I was just starting to drift to sleep when Pam's fear and Eric's anger slammed into me at the same time. I knew it was their feelings and not my own. I have no idea how I'm guessing all the blood they had given me over the last few days was causing side effects. Or maybe I was going crazy. I felt the fear again this time with remorse mingled in. What is god's name was going on. Was Pam in danger? Was she being attacked? Surely Eric would know? Maybe that's why he was so angry.

I quickly grabbed my phone and dialled Eric's number. He answered on the second ring with his usual 'I am here', I almost sniggered down the line but opted to start questioning him instead.

"Eric, you have to help Pam she's in danger". He quickly relayed that Pam and him were together and that everything was fine. Fine my arse, I felt like screaming, Pam had been terrified only moments before. That's when it all fell into place. His anger, her fear, Oh my god he had found out about the blood and he was pissed.

"Please Eric, don't hurt her she was just being a friend, she didn't do anything wrong, it was only a bit of blood", I cried down the line. I would never forgive myself if Pam was hurt because of me. I know she probably didn't think all that much of me. Even though she had healed me I suspected it was mainly because of her affection for Eric that made her take pity on me.

"Please", I whispered again when no response came. Would Eric really hurt her over something so trivial?

"Sookie your being ridiculous, I would not harm my own child".

I breathed a sigh of relief, "So what were all the feelings about then?"

"What feelings Sookie?"

Oh great how was I supposed to answer that. "Sookie?...Sookie answer me", Eric commanded. I sighed well I had walked right into this one.

"I felt your anger and Pam's fear and well... I was worried. That's normal though right...after having a vampire's blood?"

"No it is not normal, we need to explore this further. I'm coming over".

"NO! I mean no not now Eric, I need to go to bed. How about tomorrow night?"

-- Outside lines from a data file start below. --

//! Mock HTTP server setup for client tests

#![allow(dead_code)]

use anime_enrich::backend::BackendClient;
use anime_enrich::cache::JsonCache;
use anime_enrich::catalog::CatalogClient;
use anime_enrich::transport::HttpTransport;
use mockito::{Matcher, Mock, Server, ServerGuard};
use std::time::Duration;

/// Test fixture that owns a mock server.
///
/// The catalog is mounted under `/v4`, the streaming backend under
/// `/api/v2/hianime` and the user service at the root, mirroring production.
pub struct MockServerFixture {
    pub server: ServerGuard,
    pub base_url: String,
}

impl MockServerFixture {
    pub async fn new() -> Self {
        let server = Server::new_async().await;
        let base_url = server.url();
        Self { server, base_url }
    }

    pub fn transport() -> HttpTransport {
        HttpTransport::new(Duration::from_secs(5)).expect("transport")
    }

    pub fn catalog_url(&self) -> String {
        format!("{}/v4", self.base_url)
    }

    pub fn backend_url(&self) -> String {
        format!("{}/api/v2/hianime", self.base_url)
    }

    pub fn catalog_client(&self) -> CatalogClient {
        CatalogClient::with_parts(&self.catalog_url(), Self::transport(), JsonCache::disabled())
            .expect("catalog client")
    }

    pub fn cached_catalog_client(&self) -> CatalogClient {
        CatalogClient::with_parts(
            &self.catalog_url(),
            Self::transport(),
            JsonCache::memory(16, Duration::from_secs(60)),
        )
        .expect("catalog client")
    }

    pub fn backend_client(&self) -> BackendClient {
        BackendClient::with_parts(&self.backend_url(), &self.base_url, Self::transport())
            .expect("backend client")
    }

    /// GET mock answering JSON. Any query string is accepted.
    pub async fn mock_json(&mut self, path: &str, status: usize, body: &str) -> Mock {
        self.server
            .mock("GET", path)
            .match_query(Matcher::Any)
            .with_status(status)
            .with_header("content-type", "application/json")
            .with_body(body)
            .create_async()
            .await
    }

    /// GET mock answering JSON for one exact query parameter.
    pub async fn mock_json_query(
        &mut self,
        path: &str,
        key: &str,
        value: &str,
        body: &str,
    ) -> Mock {
        self.server
            .mock("GET", path)
            .match_query(Matcher::UrlEncoded(key.into(), value.into()))
            .with_status(200)
            .with_header("content-type", "application/json")
            .with_body(body)
            .create_async()
            .await
    }
}

pub fn anime_body(mal_id: u64, title: &str) -> String {
    serde_json::json!({
        "data": {
            "mal_id": mal_id,
            "title": title,
            "images": {"jpg": {"image_url": format!("https://cdn.example/{mal_id}.jpg")}},
            "score": 8.5,
            "episodes": 24
        }
    })
    .to_string()
}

"I have a meeting tomorrow night", he replied somewhat evasively and I swear I detected a small hint of guilt from him, hmm I would file that away for later.

"Well how about the night after, I still have a few days off because I was hurt so bad, I guess it's not going to be a problem now with Pam's blood, I should probably stay out of sight for a bit so I don't attract attention". It would be difficult to explain to people that I was now miraculously healed by my very own guardian Vampire.

"I'll be at your house at 8", I could almost see his smile, I could plainly feel happiness from him.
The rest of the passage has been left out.